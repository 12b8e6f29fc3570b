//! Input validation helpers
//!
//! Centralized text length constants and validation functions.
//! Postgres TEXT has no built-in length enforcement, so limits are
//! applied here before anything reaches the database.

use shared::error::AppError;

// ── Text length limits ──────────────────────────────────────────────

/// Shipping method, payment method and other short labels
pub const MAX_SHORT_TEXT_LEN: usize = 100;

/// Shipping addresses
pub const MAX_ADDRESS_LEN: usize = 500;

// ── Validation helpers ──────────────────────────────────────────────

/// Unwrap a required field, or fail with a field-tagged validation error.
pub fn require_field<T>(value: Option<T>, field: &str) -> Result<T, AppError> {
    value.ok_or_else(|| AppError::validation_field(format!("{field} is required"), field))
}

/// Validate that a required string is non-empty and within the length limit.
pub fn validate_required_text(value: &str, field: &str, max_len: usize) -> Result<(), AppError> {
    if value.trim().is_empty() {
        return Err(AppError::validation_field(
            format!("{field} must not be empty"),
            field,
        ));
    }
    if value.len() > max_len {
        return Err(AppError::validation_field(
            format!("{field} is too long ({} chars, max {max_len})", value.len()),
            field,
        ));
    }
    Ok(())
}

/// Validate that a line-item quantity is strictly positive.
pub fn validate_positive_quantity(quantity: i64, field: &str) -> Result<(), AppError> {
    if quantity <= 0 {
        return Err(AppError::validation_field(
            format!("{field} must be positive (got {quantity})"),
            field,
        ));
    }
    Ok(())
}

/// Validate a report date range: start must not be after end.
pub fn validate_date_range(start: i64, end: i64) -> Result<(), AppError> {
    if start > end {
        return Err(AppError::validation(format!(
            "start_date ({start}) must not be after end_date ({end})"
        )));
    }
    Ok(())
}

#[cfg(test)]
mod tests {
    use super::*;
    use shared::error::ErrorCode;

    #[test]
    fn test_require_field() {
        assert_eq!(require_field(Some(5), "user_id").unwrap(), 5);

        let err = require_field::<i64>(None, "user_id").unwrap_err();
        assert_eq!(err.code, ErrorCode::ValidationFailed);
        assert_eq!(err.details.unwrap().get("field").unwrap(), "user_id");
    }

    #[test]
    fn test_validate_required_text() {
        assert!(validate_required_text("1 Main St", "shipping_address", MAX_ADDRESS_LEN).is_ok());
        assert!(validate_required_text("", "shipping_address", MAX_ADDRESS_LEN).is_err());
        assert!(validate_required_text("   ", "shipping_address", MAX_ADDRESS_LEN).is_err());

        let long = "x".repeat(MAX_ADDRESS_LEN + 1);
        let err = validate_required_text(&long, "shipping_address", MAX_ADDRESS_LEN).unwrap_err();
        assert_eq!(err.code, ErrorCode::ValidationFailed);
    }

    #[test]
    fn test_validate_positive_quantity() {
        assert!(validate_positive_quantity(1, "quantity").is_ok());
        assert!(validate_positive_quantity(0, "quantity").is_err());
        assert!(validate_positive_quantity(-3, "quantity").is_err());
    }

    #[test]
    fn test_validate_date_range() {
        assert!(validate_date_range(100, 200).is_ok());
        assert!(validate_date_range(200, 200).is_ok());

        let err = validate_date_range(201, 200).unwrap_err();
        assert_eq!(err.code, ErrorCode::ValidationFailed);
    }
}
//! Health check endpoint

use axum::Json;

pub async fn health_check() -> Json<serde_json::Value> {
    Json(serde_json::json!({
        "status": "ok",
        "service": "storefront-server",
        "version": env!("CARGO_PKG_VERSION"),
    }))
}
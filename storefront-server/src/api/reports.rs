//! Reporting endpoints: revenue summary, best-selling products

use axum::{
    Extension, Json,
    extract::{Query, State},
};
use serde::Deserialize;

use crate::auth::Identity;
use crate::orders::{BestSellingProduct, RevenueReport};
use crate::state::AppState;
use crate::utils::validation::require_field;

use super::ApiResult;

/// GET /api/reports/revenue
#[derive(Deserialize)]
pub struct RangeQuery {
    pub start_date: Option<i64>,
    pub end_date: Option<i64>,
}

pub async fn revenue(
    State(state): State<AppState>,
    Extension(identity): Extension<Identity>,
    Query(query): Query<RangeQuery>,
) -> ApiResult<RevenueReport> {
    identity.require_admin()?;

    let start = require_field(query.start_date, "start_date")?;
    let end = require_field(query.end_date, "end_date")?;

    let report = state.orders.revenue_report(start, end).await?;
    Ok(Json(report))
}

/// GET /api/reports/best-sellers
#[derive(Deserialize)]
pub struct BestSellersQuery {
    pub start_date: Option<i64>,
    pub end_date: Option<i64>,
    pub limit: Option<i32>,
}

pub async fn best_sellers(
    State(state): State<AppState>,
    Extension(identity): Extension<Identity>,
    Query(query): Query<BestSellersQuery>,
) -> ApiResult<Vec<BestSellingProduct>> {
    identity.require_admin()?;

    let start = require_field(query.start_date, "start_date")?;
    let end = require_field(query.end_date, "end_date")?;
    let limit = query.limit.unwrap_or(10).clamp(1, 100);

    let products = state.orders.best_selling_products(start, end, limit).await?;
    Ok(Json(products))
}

------------------------------------------------------------------------

• _Task item_: A verbatim copy of every record is what you should return.

• _Response to this task_:
repository 12b8e6f29fc3570b
//! Input validation helpers
//!
//! Centralized text length constants and validation functions.
//! Postgres TEXT has no built-in length enforcement, so limits are
//! applied here before anything reaches the database.

use shared::error::AppError;

// ── Text length limits ──────────────────────────────────────────────

/// Shipping method, payment method and other short labels
pub const MAX_SHORT_TEXT_LEN: usize = 100;

/// Shipping addresses
pub const MAX_ADDRESS_LEN: usize = 500;

// ── Validation helpers ──────────────────────────────────────────────

/// Unwrap a required field, or fail with a field-tagged validation error.
pub fn require_field<T>(value: Option<T>, field: &str) -> Result<T, AppError> {
    value.ok_or_else(|| AppError::validation_field(format!("{field} is required"), field))
}

/// Validate that a required string is non-empty and within the length limit.
pub fn validate_required_text(value: &str, field: &str, max_len: usize) -> Result<(), AppError> {
    if value.trim().is_empty() {
        return Err(AppError::validation_field(
            format!("{field} must not be empty"),
            field,
        ));
    }
    if value.len() > max_len {
        return Err(AppError::validation_field(
            format!("{field} is too long ({} chars, max {max_len})", value.len()),
            field,
        ));
    }
    Ok(())
}

/// Validate that a line-item quantity is strictly positive.
pub fn validate_positive_quantity(quantity: i64, field: &str) -> Result<(), AppError> {
    if quantity <= 0 {
        return Err(AppError::validation_field(
            format!("{field} must be positive (got {quantity})"),
            field,
        ));
    }
    Ok(())
}

/// Validate a report date range: start must not be after end.
pub fn validate_date_range(start: i64, end: i64) -> Result<(), AppError> {
    if start > end {
        return Err(AppError::validation(format!(
            "start_date ({start}) must not be after end_date ({end})"
        )));
    }
    Ok(())
}

#[cfg(test)]
mod tests {
    use super::*;
    use shared::error::ErrorCode;

    #[test]
    fn test_require_field() {
        assert_eq!(require_field(Some(5), "user_id").unwrap(), 5);

        let err = require_field::<i64>(None, "user_id").unwrap_err();
        assert_eq!(err.code, ErrorCode::ValidationFailed);
        assert_eq!(err.details.unwrap().get("field").unwrap(), "user_id");
    }

    #[test]
    fn test_validate_required_text() {
        assert!(validate_required_text("1 Main St", "shipping_address", MAX_ADDRESS_LEN).is_ok());
        assert!(validate_required_text("", "shipping_address", MAX_ADDRESS_LEN).is_err());
        assert!(validate_required_text("   ", "shipping_address", MAX_ADDRESS_LEN).is_err());

        let long = "x".repeat(MAX_ADDRESS_LEN + 1);
        let err = validate_required_text(&long, "shipping_address", MAX_ADDRESS_LEN).unwrap_err();
        assert_eq!(err.code, ErrorCode::ValidationFailed);
    }

    #[test]
    fn test_validate_positive_quantity() {
        assert!(validate_positive_quantity(1, "quantity").is_ok());
        assert!(validate_positive_quantity(0, "quantity").is_err());
        assert!(validate_positive_quantity(-3, "quantity").is_err());
    }

    #[test]
    fn test_validate_date_range() {
        assert!(validate_date_range(100, 200).is_ok());
        assert!(validate_date_range(200, 200).is_ok());

        let err = validate_date_range(201, 200).unwrap_err();
        assert_eq!(err.code, ErrorCode::ValidationFailed);
    }
}
//! Health check endpoint

use axum::Json;

pub async fn health_check() -> Json<serde_json::Value> {
    Json(serde_json::json!({
        "status": "ok",
        "service": "storefront-server",
        "version": env!("CARGO_PKG_VERSION"),
    }))
}
filename storefront-server/src/api/reports.rs
//! Reporting endpoints: revenue summary, best-selling products

use axum::{
    Extension, Json,
    extract::{Query, State},
};
use serde::Deserialize;

use crate::auth::Identity;
use crate::orders::{BestSellingProduct, RevenueReport};
use crate::state::AppState;
use crate::utils::validation::require_field;

use super::ApiResult;

/// GET /api/reports/revenue
#[derive(Deserialize)]
pub struct RangeQuery {
    pub start_date: Option<i64>,
    pub end_date: Option<i64>,
}

pub async fn revenue(
    State(state): State<AppState>,
    Extension(identity): Extension<Identity>,
    Query(query): Query<RangeQuery>,
) -> ApiResult<RevenueReport> {
    identity.require_admin()?;

    let start = require_field(query.start_date, "start_date")?;
    let end = require_field(query.end_date, "end_date")?;

    let report = state.orders.revenue_report(start, end).await?;
    Ok(Json(report))
}

/// GET /api/reports/best-sellers
#[derive(Deserialize)]
pub struct BestSellersQuery {
    pub start_date: Option<i64>,
    pub end_date: Option<i64>,
    pub limit: Option<i32>,
}

pub async fn best_sellers(
    State(state): State<AppState>,
    Extension(identity): Extension<Identity>,
    Query(query): Query<BestSellersQuery>,
) -> ApiResult<Vec<BestSellingProduct>> {
    identity.require_admin()?;

    let start = require_field(query.start_date, "start_date")?;
    let end = require_field(query.end_date, "end_date")?;
    let limit = query.limit.unwrap_or(10).clamp(1, 100);

    let products = state.orders.best_selling_products(start, end, limit).await?;
    Ok(Json(products))
}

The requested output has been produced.